ByGeorge!

March 2, 2004

Kudos!

Recognition of the awards, honors, and recent publications of the GW faculty and staff


Acknowledgements:
Dean Kessmann, assistant professor of photography, CCAS, will present his first Washington, DC, solo exhibition entitled “Cover to Cover” at Conner Contemporary Art through March 27.

Stephen Lubkemann, assistant professor of anthropology, CCAS, recently received research grants from the Harry Frank Guggenheim Foundation and from the United States Institute for Peace for a research project entitled “The Politics of Conflict in Nations Beyond Borders: The Liberian Diaspora in War Making and Peace Building.”

Christina Puchalski, associate professor of medicine and director of GWish, SMHS, has been certified in Hospice and Palliative Medicine. 

Roger Whitaker, dean, College of Professional Studies, and professor, Department of Educational Leadership, GSEHD, was named President-elect for 2004 and President for 2005, for the University Continuing Education Association (UCEA). In October, he delivered the keynote speech, “Why Be Bold?,“ at the UCEA Mid-Atlantic Regional Annual Conference, and, in January, presented a paper entitled “Creating Crosswalks: Competencies and Curricula” at the 2004 Workforce Development Forum, San Francisco, CA. In January Whitaker accepted the award of four Council of Graduate Schools feasibility planning grants from the Ford and Sloan foundations for development of innovative professional master’s degree programs in the humanities, social sciences and the sciences.

Appointments:
James Bailey, associate professor of organizational behavior and development, SB, was named editor of the Academy of Management Learning and Education Journal. Bailey also was invited to keynote BMW’s annual conference, the theme of which was “Executive Development and Learning.”

Awards:
Jerome Barron, Harold H. Greene Professor of Law, LS, was awarded the Fulbright Distinguished Chair in Law at the University of Trento, Italy.
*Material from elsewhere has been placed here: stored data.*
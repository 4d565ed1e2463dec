//! # Attribute Constraints
//!
//! Every attribute of a rule or query is in exactly one of three states:
//!
//! | State | As a rule attribute | As a query attribute |
//! |---|---|---|
//! | `Unconstrained` | wildcard, matches anything | filters nothing |
//! | `OneOf(values)` | matches if the query offers one of `values` | keeps wildcards + rules listing one of `values` |
//! | `MatchesNothing` | the rule can never match | the query matches no rule |
//!
//! An empty list and an omitted attribute are different things. Keeping them
//! apart at the type level removes the ambiguity of "no explicit value".

/// A constraint on a single attribute.
#[derive(Clone, Debug, PartialEq, Eq, Hash)]
pub enum Attr<V> {
    /// Wildcard: any value, including absence.
    Unconstrained,
    /// Any one of the listed alternatives. Never empty when built through
    /// [`Attr::one_of`].
    OneOf(Vec<V>),
    /// The empty set.
    MatchesNothing,
}

impl<V> Attr<V> {
    /// The wildcard constraint.
    #[inline]
    #[must_use]
    pub const fn any() -> Self {
        Self::Unconstrained
    }

    /// A constraint accepting exactly one value.
    #[inline]
    #[must_use]
    pub fn one(value: V) -> Self {
        Self::OneOf(vec![value])
    }

    /// Returns true unless this is the wildcard.
    #[inline]
    #[must_use]
    pub const fn is_constrained(&self) -> bool {
        !matches!(self, Self::Unconstrained)
    }

    /// Returns false only for [`Attr::MatchesNothing`] (or a hand-built empty
    /// `OneOf`).
    #[inline]
    #[must_use]
    pub fn is_satisfiable(&self) -> bool {
        match self {
            Self::Unconstrained => true,
            Self::OneOf(values) => !values.is_empty(),
            Self::MatchesNothing => false,
        }
    }

    /// The accepted alternatives, if this attribute lists any.
    #[inline]
    #[must_use]
    pub fn values(&self) -> Option<&[V]> {
        match self {
            Self::OneOf(values) => Some(values),
            _ => None,
        }
    }
}

impl<V: PartialEq> Attr<V> {
    /// Builds a `OneOf` from alternatives, dropping repeats.
    ///
    /// An empty iterator yields [`Attr::MatchesNothing`], never a wildcard.
    #[must_use]
    pub fn one_of(values: impl IntoIterator<Item = V>) -> Self {
        let mut unique: Vec<V> = Vec::new();
        for value in values {
            if !unique.contains(&value) {
                unique.push(value);
            }
        }
        if unique.is_empty() {
            Self::MatchesNothing
        } else {
            Self::OneOf(unique)
        }
    }

    /// Evaluates this constraint against one concrete value.
    #[must_use]
    pub fn matches(&self, value: &V) -> bool {
        match self {
            Self::Unconstrained => true,
            Self::OneOf(values) => values.contains(value),
            Self::MatchesNothing => false,
        }
    }

    /// Returns true if both constraints could accept a common value.
    ///
    /// A wildcard on either side is always compatible.
    #[must_use]
    pub fn overlaps(&self, other: &Self) -> bool {
        match (self, other) {
            (Self::MatchesNothing, _) | (_, Self::MatchesNothing) => false,
            (Self::Unconstrained, _) | (_, Self::Unconstrained) => true,
            (Self::OneOf(a), Self::OneOf(b)) => a.iter().any(|v| b.contains(v)),
        }
    }
}

impl<V> Default for Attr<V> {
    fn default() -> Self {
        Self::Unconstrained
    }
}

impl<V> From<Option<V>> for Attr<V> {
    fn from(value: Option<V>) -> Self {
        match value {
            Some(value) => Self::one(value),
            None => Self::Unconstrained,
        }
    }
}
Robert J. Cottrol, professor of law, Harold Paul Green Research Professor of Law, LS, and of history, and of sociology, CCAS, received the 2003 Langum Project for Historical Literature Prize for his book, “Brown v. Board of Education: Caste, Culture and the Constitution,” (University Press of Kansas, 2003), co-authored by Raymond T. Diamond and Leland B. Ware.

Publications:
Gregory Ludlow, professor of French and international affairs, CCAS/ESIA, published “The Legacy of the Spanish Conquest of the New World in the Histoire des deux Indes: the Case of the Indigenous Peoples,” in “Studies on Voltaire and the Eighteenth Century,” pp. 215-232 (Oxford: Voltaire Foundation, 2003).

Larry Ray, senior instructor of law, LS, co-wrote “The Conflict Resolution Program” (Jossey Bass/John Wiley Publishers).